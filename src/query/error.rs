use thiserror::Error;

#[derive(Error, Debug)]
pub enum QueryError {
    #[error("Invalid fiscal year: {0}")]
    InvalidFiscalYear(String),

    #[error("Invalid page number: {0}")]
    InvalidPage(String),
}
□ □ □ □
Each line above that contains the word "String" must be copied.

    InvalidFiscalYear(String),
    InvalidPage(String),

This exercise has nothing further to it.